L'inspecteur Lafouine est de retour dans de nouvelles enquêtes environnementales ! Pour l'occasion, nous avons posé quelques questions à son créateur, Christian Souchard. L'occasion d'en apprendre un peu plus sur la naissance d'un personnage policier très populaire dans les écoles...
L’inspecteur Lafouine a une belle longévité ! Comment est-il né ?...
Avant de répondre, je voudrais retracer la naissance des enquêtes de l’inspecteur Lafouine.
En 2000, enseignant dans une classe de CM du Maine-et-Loire, j’ai proposé en lecture deux petites enquêtes policières de Michel Amelin (enseignant également en Maine-et-Loire et auteur de plusieurs livres pour la jeunesse ou pour adultes).
Mes élèves ont beaucoup aimé ce travail et m’ont demandé d’autres textes. N’ayant plus rien à proposer, j’ai décidé de me lancer en écrivant et en créant le personnage de l’inspecteur Lafouine. Pourquoi Lafouine ? Tout simplement parce que ce policier doit « fouiner » pour résoudre ses enquêtes.
Le premier texte m’a demandé plusieurs jours d’écriture puis petit à petit, j’ai appliqué une méthodologie qui m’a permis d’écrire une soixantaine de texte pendant l’année scolaire.
J’ai proposé ces textes à des amis enseignants qui m’ont convaincu d’essayer de les faire publier. J’ai proposé à plusieurs éditeurs et j’ai finalement signé un contrat aux Editions Buissonnières. La personnalité de Georges Boulestreau a été déterminante pour ce choix.
Au départ, je pensais seulement fournir mes textes mais, Georges Boulestreau m’a demandé d’accompagner les enquêtes de fiches pédagogiques, ce qui évidemment était plus judicieux.

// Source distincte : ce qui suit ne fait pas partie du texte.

impl MetadataStore for InMemoryMetadataStore {
    fn get_many(&self, ids: &[String]) -> Vec<Option<MetadataEntry>> {
        ids.iter().map(|id| self.entries.get(id).cloned()).collect()
    }

    fn add_many(&mut self, entries: &[(String, u32, serde_json::Value)]) -> Result<()> {
        self.require_bulk()?;
        for (external_id, internal_id, metadata) in entries {
            let op = LogOp::Add {
                external_id: external_id.clone(),
                internal_id: *internal_id,
                metadata: metadata.clone(),
            };
            let undo = match self.entries.get(external_id) {
                Some(prev) => UndoOp::Restore(external_id.clone(), prev.clone()),
                None => UndoOp::RemoveAdded(external_id.clone()),
            };
            self.bulk_undo.push(undo);
            apply_op(&mut self.entries, op.clone());
            self.append_log(&op)?;
        }
        Ok(())
    }

    fn update_metadata(&mut self, id: &str, metadata: serde_json::Value, merge: bool) -> Result<()> {
        self.require_bulk()?;
        let Some(prev) = self.entries.get(id).cloned() else {
            return Err(Error::CorruptDump(format!("unknown external id `{id}`")));
        };
        self.bulk_undo.push(UndoOp::Restore(id.to_string(), prev));
        let op = LogOp::Update { external_id: id.to_string(), metadata, merge };
        apply_op(&mut self.entries, op.clone());
        self.append_log(&op)
    }

    fn mark_deleted_many(&mut self, ids: &[String]) -> Result<()> {
        self.require_bulk()?;
        for id in ids {
            let Some(prev) = self.entries.get(id).cloned() else {
                continue;
            };
            if prev.deleted {
                continue;
            }
            self.bulk_undo.push(UndoOp::Restore(id.clone(), prev));
            let op = LogOp::Delete { external_id: id.clone() };
            apply_op(&mut self.entries, op.clone());
            self.append_log(&op)?;
            self.deleted_since_rebuild += 1;
        }
        Ok(())
    }

    fn get_by_internal_id(&self, internal_id: u32) -> Option<(String, MetadataEntry)> {
        self.entries
            .iter()
            .find(|(_, e)| e.internal_id == internal_id && !e.deleted)
            .map(|(k, v)| (k.clone(), v.clone()))
    }

    fn filter_internal_id_set(&self, predicate: &dyn Fn(&serde_json::Value) -> bool) -> RoaringBitmap {
        self.entries
            .values()
            .filter(|e| !e.deleted && predicate(&e.metadata))
            .map(|e| e.internal_id)
            .collect()
    }

    fn alloc_internal_ids(&mut self, n: u32, capacity: u32) -> Result<std::ops::Range<u32>> {
        let start = self.next_internal_id;
        let end = start
            .checked_add(n)
            .ok_or(Error::OutOfCapacity { requested: n, capacity })?;
        if end > capacity {
            return Err(Error::OutOfCapacity { requested: end, capacity });
        }
        self.next_internal_id = end;
        Ok(start..end)
    }

    fn begin_bulk(&mut self) -> Result<()> {
        if self.bulk_depth != 0 {
            return Err(Error::CorruptDump("nested begin_bulk is not supported".into()));
        }
        self.bulk_depth = 1;
        self.bulk_undo.clear();
        Ok(())
    }

    fn end_bulk(&mut self, commit: bool) -> Result<()> {
        if self.bulk_depth == 0 {
            return Err(Error::CorruptDump("end_bulk without begin_bulk".into()));
        }
        self.bulk_depth = 0;
        if !commit {
            for undo in self.bulk_undo.drain(..).rev() {
                match undo {
                    UndoOp::RemoveAdded(id) => {
                        self.entries.remove(&id);
                    }
                    UndoOp::Restore(id, entry) => {
                        self.entries.insert(id, entry);
                    }
                }
            }
        } else {
            self.bulk_undo.clear();
        }
        Ok(())
    }

    fn save_now(&mut self) -> Result<()> {
        let bytes = serde_json::to_vec(&self.entries).map_err(|e| Error::CorruptDump(e.to_string()))?;
        let tmp_path = self.path.join(format!("{}.tmp", Self::SNAPSHOT_NAME));
        let final_path = self.path.join(Self::SNAPSHOT_NAME);
        {
            let mut tmp = File::create(&tmp_path)?;
            tmp.write_all(&bytes)?;
            tmp.sync_all()?;
        }
        fs::rename(&tmp_path, &final_path)?;

        let log_path = self.path.join(Self::LOG_NAME);
        self.log_file = OpenOptions::new()
            .create(true)
            .write(true)
            .truncate(true)
            .open(&log_path)?;
        Ok(())
    }

    fn total_count(&self) -> u32 {
        self.entries.len() as u32
    }

    fn deleted_count(&self) -> u32 {
        self.deleted_since_rebuild
    }

    fn max_allocated_internal_id(&self) -> Option<u32> {
        self.entries.values().map(|e| e.internal_id).max()
    }

    fn active_entries_by_internal_id(&self) -> Vec<(String, MetadataEntry)> {
        let mut active: Vec<(String, MetadataEntry)> = self
            .entries
            .iter()
            .filter(|(_, e)| !e.deleted)
            .map(|(k, v)| (k.clone(), v.clone()))
            .collect();
        active.sort_by_key(|(_, e)| e.internal_id);
        active
    }

    fn purge_deleted(&mut self) {
        self.entries.retain(|_, e| !e.deleted);
        self.deleted_since_rebuild = 0;
    }
}

#[cfg(test)]
mod tests {
    use super::*;
    use tempfile::tempdir;

    #[test]
    fn add_then_commit_is_visible_after_reopen() {
        let dir = tempdir().unwrap();
        {
            let mut store = InMemoryMetadataStore::open(dir.path()).unwrap();
            store.begin_bulk().unwrap();
            store
                .add_many(&[("a".into(), 0, serde_json::json!({"x": 1}))])
                .unwrap();
            store.end_bulk(true).unwrap();
        }
        let store = InMemoryMetadataStore::open(dir.path()).unwrap();
        let got = store.get_many(&["a".into()]);
        assert_eq!(got[0].as_ref().unwrap().internal_id, 0);
    }

    #[test]
    fn rollback_undoes_bulk_mutations() {
        let dir = tempdir().unwrap();
        let mut store = InMemoryMetadataStore::open(dir.path()).unwrap();
        store.begin_bulk().unwrap();
        store
            .add_many(&[("a".into(), 0, serde_json::json!({}))])
            .unwrap();
        store.end_bulk(false).unwrap();
        assert!(store.get_many(&["a".into()])[0].is_none());
    }

    #[test]
    fn save_now_truncates_log() {
        let dir = tempdir().unwrap();
        let mut store = InMemoryMetadataStore::open(dir.path()).unwrap();
        store.begin_bulk().unwrap();
        store
            .add_many(&[("a".into(), 0, serde_json::json!({}))])
            .unwrap();
        store.end_bulk(true).unwrap();
        store.save_now().unwrap();

        let log_path = dir.path().join(InMemoryMetadataStore::LOG_NAME);
        assert_eq!(fs::metadata(&log_path).unwrap().len(), 0);

        let reopened = InMemoryMetadataStore::open(dir.path()).unwrap();
        assert_eq!(reopened.total_count(), 1);
    }

    #[test]
    fn mark_deleted_is_excluded_from_filter() {
        let dir = tempdir().unwrap();
        let mut store = InMemoryMetadataStore::open(dir.path()).unwrap();
        store.begin_bulk().unwrap();
        store
            .add_many(&[("a".into(), 0, serde_json::json!({"active": true}))])
            .unwrap();
        store.mark_deleted_many(&["a".into()]).unwrap();
        store.end_bulk(true).unwrap();

        let ids = store.filter_internal_id_set(&|_| true);
        assert!(ids.is_empty());
        assert_eq!(store.deleted_count(), 1);
    }

    #[test]
    fn purge_deleted_drops_entries_and_resets_counter() {
        let dir = tempdir().unwrap();
        let mut store = InMemoryMetadataStore::open(dir.path()).unwrap();
        store.begin_bulk().unwrap();
        store
            .add_many(&[("a".into(), 0, serde_json::json!({})), ("b".into(), 1, serde_json::json!({}))])
            .unwrap();
        store.mark_deleted_many(&["a".into()]).unwrap();
        store.end_bulk(true).unwrap();

        store.purge_deleted();
        assert_eq!(store.total_count(), 1);
        assert_eq!(store.deleted_count(), 0);
        assert!(store.get_many(&["a".into()])[0].is_none());
        assert!(store.get_many(&["b".into()])[0].is_some());
    }
}
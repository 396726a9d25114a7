//! Fuzz target for the dump codec (§4.E).
//!
//! Feeds arbitrary bytes into `HnswIndex::load_index`. A corrupt or
//! truncated dump must be rejected with `Err`, never panic, and must never
//! leave the index in a state `get_max_elements`/`has_node` can't describe.
//!
//! # Running
//!
//! ```bash
//! cd fuzz
//! cargo +nightly fuzz run fuzz_snapshot_parser
//! ```

#![no_main]

use libfuzzer_sys::fuzz_target;
use vindex_core::config::Mode;
use vindex_core::engine::HnswIndex;

fuzz_target!(|data: &[u8]| {
    let mut index = HnswIndex::new();
    let params = Mode::Balanced.resolve();
    if index.update_config(64, params.m, params.ef_construction).is_err() {
        return;
    }
    if index.init_index(256).is_err() {
        return;
    }
    let _ = index.load_index(data);
});
//! The disk-resident float32 vector file (§3 "Vector store (f32)", §6
//! "f32 vector file").
//!
//! A fixed-size, memory-mapped file of `capacity * dim * 4` bytes, addressed
//! directly by `id * dim * 4` — no index-file indirection, since ids are
//! dense and the size is known up front (unlike the teacher's general
//! `MmapStorage`, which supports growth and a variable-width row index).

use crate::error::{Error, Result};
use memmap2::{MmapMut, MmapOptions};
use std::fs::OpenOptions;
use std::ops::Range;
use std::path::{Path, PathBuf};

/// Fixed-capacity memory-mapped float32 vector file.
pub struct VectorStoreF32 {
    path: PathBuf,
    dim: usize,
    capacity: u32,
    file: std::fs::File,
    mmap: MmapMut,
}

impl VectorStoreF32 {
    /// Opens (creating and zero-filling if absent) the f32 store at `path`
    /// sized for `capacity` vectors of `dim` components each.
    ///
    /// # Errors
    /// Propagates I/O failures growing or mapping the file.
    pub fn open(path: &Path, dim: usize, capacity: u32) -> Result<Self> {
        let byte_len = capacity as u64 * dim as u64 * 4;
        let file = OpenOptions::new()
            .read(true)
            .write(true)
            .create(true)
            .open(path)?;
        if file.metadata()?.len() < byte_len {
            file.set_len(byte_len)?;
        }
        // SAFETY: the backing file is exclusively owned by this `Database`
        // instance per the per-directory lock (§5 "Shared-resource policy").
        let mmap = unsafe { MmapOptions::new().len(byte_len as usize).map_mut(&file)? };
        Ok(Self {
            path: path.to_path_buf(),
            dim,
            capacity,
            file,
            mmap,
        })
    }

    fn byte_range(&self, id: u32) -> Range<usize> {
        let start = id as usize * self.dim * 4;
        start..start + self.dim * 4
    }

    /// Reads the stored vector for `id`.
    #[must_use]
    pub fn read(&self, id: u32) -> Vec<f32> {
        let range = self.byte_range(id);
        self.mmap[range]
            .chunks_exact(4)
            .map(|b| f32::from_le_bytes(b.try_into().unwrap()))
            .collect()
    }

    /// Writes `vector` to `id`'s slot.
    ///
    /// # Errors
    /// Returns [`Error::DimensionMismatch`] if `vector.len() != dim`.
    pub fn write(&mut self, id: u32, vector: &[f32]) -> Result<()> {
        if vector.len() != self.dim {
            return Err(Error::DimensionMismatch {
                expected: self.dim,
                actual: vector.len(),
            });
        }
        let range = self.byte_range(id);
        for (chunk, v) in self.mmap[range].chunks_exact_mut(4).zip(vector) {
            chunk.copy_from_slice(&v.to_le_bytes());
        }
        Ok(())
    }

    /// Writes a contiguous run of vectors starting at `start_id` in one
    /// pass (§4.F insert pipeline step 4 "one write per run").
    ///
    /// # Errors
    /// Returns [`Error::DimensionMismatch`] if any vector's length disagrees.
    pub fn write_run(&mut self, start_id: u32, vectors: &[Vec<f32>]) -> Result<()> {
        for (offset, vector) in vectors.iter().enumerate() {
            self.write(start_id + offset as u32, vector)?;
        }
        Ok(())
    }

    /// Reads a contiguous run of `count` vectors starting at `start_id`.
    #[must_use]
    pub fn read_run(&self, start_id: u32, count: u32) -> Vec<Vec<f32>> {
        (0..count).map(|i| self.read(start_id + i)).collect()
    }

    /// Flushes the mapping to disk (§4.F insert pipeline step 5, §5 "Crash
    /// consistency").
    ///
    /// # Errors
    /// Propagates the underlying `msync` failure.
    pub fn fsync(&self) -> Result<()> {
        self.mmap.flush()?;
        self.file.sync_data()?;
        Ok(())
    }

    /// Configured capacity, in vectors.
    #[must_use]
    pub fn capacity(&self) -> u32 {
        self.capacity
    }

    /// Configured dimensionality.
    #[must_use]
    pub fn dim(&self) -> usize {
        self.dim
    }

    /// The backing file path.
    #[must_use]
    pub fn path(&self) -> &Path {
        &self.path
    }
}

#[cfg(test)]
mod tests {
    use super::*;
    use tempfile::tempdir;

    #[test]
    fn write_then_read_round_trips() {
        let dir = tempdir().unwrap();
        let path = dir.path().join("vectors.f32.bin");
        let mut store = VectorStoreF32::open(&path, 4, 8).unwrap();
        store.write(3, &[1.0, 2.0, 3.0, 4.0]).unwrap();
        assert_eq!(store.read(3), vec![1.0, 2.0, 3.0, 4.0]);
        assert_eq!(store.read(0), vec![0.0, 0.0, 0.0, 0.0]);
    }

    #[test]
    fn contiguous_run_round_trips() {
        let dir = tempdir().unwrap();
        let path = dir.path().join("vectors.f32.bin");
        let mut store = VectorStoreF32::open(&path, 2, 8).unwrap();
        let run = vec![vec![1.0, 1.0], vec![2.0, 2.0], vec![3.0, 3.0]];
        store.write_run(2, &run).unwrap();
        assert_eq!(store.read_run(2, 3), run);
    }

    #[test]
    fn dimension_mismatch_is_rejected() {
        let dir = tempdir().unwrap();
        let path = dir.path().join("vectors.f32.bin");
        let mut store = VectorStoreF32::open(&path, 4, 4).unwrap();
        assert!(matches!(
            store.write(0, &[1.0, 2.0]),
            Err(Error::DimensionMismatch { .. })
        ));
    }

    #[test]
    fn reopening_preserves_contents() {
        let dir = tempdir().unwrap();
        let path = dir.path().join("vectors.f32.bin");
        {
            let mut store = VectorStoreF32::open(&path, 4, 4).unwrap();
            store.write(1, &[5.0, 6.0, 7.0, 8.0]).unwrap();
            store.fsync().unwrap();
        }
        let reopened = VectorStoreF32::open(&path, 4, 4).unwrap();
        assert_eq!(reopened.read(1), vec![5.0, 6.0, 7.0, 8.0]);
    }
}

Le premier fichier est sorti en 2003. Le succès étant au rendez-vous, Les Editions Buissonnières m’ont demandé s’il était possible de faire un second fichier. N’ayant pas le temps matériel de faire le même travail que pour le premier, j’ai proposé seulement les textes qui me restaient. C’est pourquoi, en 2004, le second fichier ne contient que des textes sans fiches pédagogiques.
Je pensais « l’aventure » Lafouine terminée. Mais en 2005, j’ai décidé de quitter mon école pour prendre un poste de remplaçant sur le Maine-et-Loire. J’ai travaillé pendant cinq mois dans une petite école de campagne où j’avais en charge une classe de CP/CE1. C’est là que j’ai décidé d’écrire des enquêtes plus simples pour de jeunes lecteurs.
J’ai proposé l’idée à Georges Boulestreau qui a tout de suite accepté (il s’apprêtait à me faire la même proposition). Le troisième fichier est sorti en 2006. C’est actuellement, l’un des fichiers les plus lu.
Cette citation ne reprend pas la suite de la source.